**About this task**
Wherever the word "lifecycle" appears in a line of the data, that line should be copied.

**Supplied data**

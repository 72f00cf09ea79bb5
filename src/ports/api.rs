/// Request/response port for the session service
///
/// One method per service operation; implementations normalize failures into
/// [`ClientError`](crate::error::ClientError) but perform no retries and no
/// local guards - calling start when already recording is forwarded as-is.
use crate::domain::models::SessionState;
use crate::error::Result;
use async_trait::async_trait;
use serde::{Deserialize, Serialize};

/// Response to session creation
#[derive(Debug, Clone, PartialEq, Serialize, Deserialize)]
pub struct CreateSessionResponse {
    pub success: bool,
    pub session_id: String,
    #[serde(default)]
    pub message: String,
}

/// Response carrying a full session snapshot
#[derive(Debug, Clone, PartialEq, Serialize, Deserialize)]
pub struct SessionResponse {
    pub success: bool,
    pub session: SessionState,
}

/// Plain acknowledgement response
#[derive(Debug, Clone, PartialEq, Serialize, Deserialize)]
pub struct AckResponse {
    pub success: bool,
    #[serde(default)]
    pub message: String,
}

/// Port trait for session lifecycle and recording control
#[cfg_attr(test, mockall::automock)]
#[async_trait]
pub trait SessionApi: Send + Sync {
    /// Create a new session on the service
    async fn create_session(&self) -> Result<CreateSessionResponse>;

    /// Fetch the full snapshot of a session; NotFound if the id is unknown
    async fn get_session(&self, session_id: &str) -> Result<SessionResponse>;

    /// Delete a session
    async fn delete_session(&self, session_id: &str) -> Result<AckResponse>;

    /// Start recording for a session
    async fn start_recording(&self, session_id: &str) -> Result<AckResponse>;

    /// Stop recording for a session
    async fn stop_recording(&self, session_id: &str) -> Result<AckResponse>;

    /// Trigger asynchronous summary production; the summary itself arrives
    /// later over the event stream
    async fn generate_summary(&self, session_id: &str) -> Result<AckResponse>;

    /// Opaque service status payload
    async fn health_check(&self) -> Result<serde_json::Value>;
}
--
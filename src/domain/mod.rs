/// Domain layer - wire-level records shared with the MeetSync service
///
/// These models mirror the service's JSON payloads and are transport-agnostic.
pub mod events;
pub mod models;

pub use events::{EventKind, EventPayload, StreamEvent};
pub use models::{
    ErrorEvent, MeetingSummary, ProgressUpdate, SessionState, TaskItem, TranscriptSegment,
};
---
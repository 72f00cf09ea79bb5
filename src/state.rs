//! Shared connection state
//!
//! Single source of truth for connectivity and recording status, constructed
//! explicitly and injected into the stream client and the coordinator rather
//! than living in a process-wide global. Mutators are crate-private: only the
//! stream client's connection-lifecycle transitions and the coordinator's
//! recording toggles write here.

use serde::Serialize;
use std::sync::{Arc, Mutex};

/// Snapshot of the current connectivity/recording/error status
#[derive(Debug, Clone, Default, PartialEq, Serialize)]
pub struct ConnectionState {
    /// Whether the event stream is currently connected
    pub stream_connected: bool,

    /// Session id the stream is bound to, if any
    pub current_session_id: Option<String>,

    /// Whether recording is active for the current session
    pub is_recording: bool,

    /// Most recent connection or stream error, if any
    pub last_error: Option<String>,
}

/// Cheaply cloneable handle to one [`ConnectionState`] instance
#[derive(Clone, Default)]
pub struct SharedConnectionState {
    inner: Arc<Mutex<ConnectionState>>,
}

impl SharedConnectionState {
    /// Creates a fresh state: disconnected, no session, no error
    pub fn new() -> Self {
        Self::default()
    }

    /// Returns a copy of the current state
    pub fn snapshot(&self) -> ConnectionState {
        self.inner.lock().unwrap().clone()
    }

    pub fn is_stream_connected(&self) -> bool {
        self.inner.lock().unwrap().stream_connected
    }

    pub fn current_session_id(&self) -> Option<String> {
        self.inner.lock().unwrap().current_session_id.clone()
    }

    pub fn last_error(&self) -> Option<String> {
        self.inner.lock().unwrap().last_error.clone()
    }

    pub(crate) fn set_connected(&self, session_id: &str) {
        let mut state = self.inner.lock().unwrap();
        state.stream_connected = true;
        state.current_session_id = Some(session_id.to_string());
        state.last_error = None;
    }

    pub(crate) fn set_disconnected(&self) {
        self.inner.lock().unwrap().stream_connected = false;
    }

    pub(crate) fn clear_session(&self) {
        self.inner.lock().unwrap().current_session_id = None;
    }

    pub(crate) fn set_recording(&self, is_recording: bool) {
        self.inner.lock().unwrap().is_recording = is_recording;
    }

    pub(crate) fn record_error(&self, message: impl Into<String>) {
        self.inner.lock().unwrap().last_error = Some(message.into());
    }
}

**Task output**
/// Port trait for session lifecycle and recording control
//! stream client's connection-lifecycle transitions and the coordinator's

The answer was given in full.